I need every line of the material below that includes the string "Deserialize".
[[ Records for the task open ]]
//! Request and response types seen by the proxy.
//!
//! These are deliberately small: the proxy only needs the method, URL,
//! request mode and headers of an intercepted request, and the status,
//! headers and body of a response.

use reqwest::Method;
use serde::{Deserialize, Serialize};
use url::Url;

/// Header attached to synthetic responses so hosts can tell them apart.
pub const MARKER_HEADER: &str = "x-lessoncache";

/// Status of the synthetic "resource unavailable" response.
pub const UNAVAILABLE_STATUS: u16 = 408;

const UNAVAILABLE_BODY: &str = "Resource unavailable offline";

#[derive(Debug, Clone, Copy, PartialEq, Eq, Default)]
pub enum RequestMode {
    #[default]
    Normal,
    /// Top-level document navigation
    Navigate,
}

/// An intercepted outgoing request.
#[derive(Debug, Clone)]
pub struct Request {
    pub method: Method,
    pub url: Url,
    pub mode: RequestMode,
    pub headers: Vec<(String, String)>,
}

impl Request {
    pub fn get(url: Url) -> Self {
        Self {
            method: Method::GET,
            url,
            mode: RequestMode::Normal,
            headers: Vec::new(),
        }
    }

    /// A navigation request, accepting HTML the way a browser would.
    pub fn navigate(url: Url) -> Self {
        Self {
            method: Method::GET,
            url,
            mode: RequestMode::Navigate,
            headers: vec![("accept".to_string(), "text/html,*/*;q=0.8".to_string())],
        }
    }

    pub fn with_header(mut self, name: &str, value: &str) -> Self {
        self.headers.push((name.to_ascii_lowercase(), value.to_string()));
        self
    }

    pub fn header(&self, name: &str) -> Option<&str> {
        find_header(&self.headers, name)
    }

    pub fn is_get(&self) -> bool {
        self.method == Method::GET
    }

    /// Whether the caller would render an HTML document.
    pub fn accepts_html(&self) -> bool {
        self.mode == RequestMode::Navigate
            || self
                .header("accept")
                .is_some_and(|accept| accept.contains("text/html"))
    }
}

/// A response, either received from the network or stored in the cache.
#[derive(Debug, Clone, PartialEq, Eq, Serialize, Deserialize)]
pub struct Response {
    pub status: u16,
    pub headers: Vec<(String, String)>,
    #[serde(skip)]
    pub body: Vec<u8>,
}

impl Response {
    pub fn new(status: u16, body: impl Into<Vec<u8>>) -> Self {
        Self {
            status,
            headers: Vec::new(),
            body: body.into(),
        }
    }

    pub fn with_header(mut self, name: &str, value: &str) -> Self {
        self.headers.push((name.to_ascii_lowercase(), value.to_string()));
        self
    }

    pub fn header(&self, name: &str) -> Option<&str> {
        find_header(&self.headers, name)
    }

    /// 2xx
    pub fn is_success(&self) -> bool {
        (200..300).contains(&self.status)
    }

    /// The fixed response served when every option is exhausted.
    pub fn unavailable() -> Self {
        Self::new(UNAVAILABLE_STATUS, UNAVAILABLE_BODY)
            .with_header("content-type", "text/plain; charset=utf-8")
            .with_header(MARKER_HEADER, "unavailable")
    }

    pub fn is_unavailable(&self) -> bool {
        self.status == UNAVAILABLE_STATUS && self.header(MARKER_HEADER) == Some("unavailable")
    }
}

fn find_header<'a>(headers: &'a [(String, String)], name: &str) -> Option<&'a str> {
    headers
        .iter()
        .find(|(key, _)| key.eq_ignore_ascii_case(name))
        .map(|(_, value)| value.as_str())
}

/// Identity of a stored entry. Only GET requests are ever cached.
#[derive(Debug, Clone, PartialEq, Eq, Hash, PartialOrd, Ord, Serialize, Deserialize)]
pub struct CacheKey {
    method: String,
    url: String,
}

impl CacheKey {
    /// Key for a GET of `url`. Fragments never reach the network, so they
    /// are not part of the identity.
    pub fn get(url: &Url) -> Self {
        let mut url = url.clone();
        url.set_fragment(None);
        Self {
            method: Method::GET.to_string(),
            url: url.into(),
        }
    }

    pub fn for_request(request: &Request) -> Option<Self> {
        request.is_get().then(|| Self::get(&request.url))
    }

    pub fn method(&self) -> &str {
        &self.method
    }

    pub fn url(&self) -> &str {
        &self.url
    }
}

impl std::fmt::Display for CacheKey {
    fn fmt(&self, f: &mut std::fmt::Formatter<'_>) -> std::fmt::Result {
        write!(f, "{} {}", self.method, self.url)
    }
}

#[cfg(test)]
mod tests {
    use super::*;

    fn url(s: &str) -> Url {
        Url::parse(s).unwrap()
    }

    #[test]
    fn test_cache_key_ignores_fragment() {
        let a = CacheKey::get(&url("https://example.com/lessons/1#intro"));
        let b = CacheKey::get(&url("https://example.com/lessons/1"));
        assert_eq!(a, b);
        assert_eq!(a.to_string(), "GET https://example.com/lessons/1");
    }

    #[test]
    fn test_cache_key_only_for_get() {
        let mut request = Request::get(url("https://example.com/api/progress"));
        assert!(CacheKey::for_request(&request).is_some());

        request.method = Method::POST;
        assert!(CacheKey::for_request(&request).is_none());
    }

    #[test]
    fn test_accepts_html() {
        assert!(Request::navigate(url("https://example.com/")).accepts_html());
        assert!(!Request::get(url("https://example.com/app.js")).accepts_html());
        assert!(Request::get(url("https://example.com/page"))
            .with_header("Accept", "text/html")
            .accepts_html());
    }

    #[test]
    fn test_unavailable_is_marked() {
        let response = Response::unavailable();
        assert!(response.is_unavailable());
        assert!(!response.is_success());
        assert!(!Response::new(408, "timeout from origin").is_unavailable());
    }

    #[test]
    fn test_header_lookup_is_case_insensitive() {
        let response = Response::new(200, "ok").with_header("Content-Type", "text/css");
        assert_eq!(response.header("content-type"), Some("text/css"));
    }
}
[[ Records for the task closed ]]
**Response for this exercise:**
use serde::{Deserialize, Serialize};
#[derive(Debug, Clone, PartialEq, Eq, Serialize, Deserialize)]
#[derive(Debug, Clone, PartialEq, Eq, Hash, PartialOrd, Ord, Serialize, Deserialize)]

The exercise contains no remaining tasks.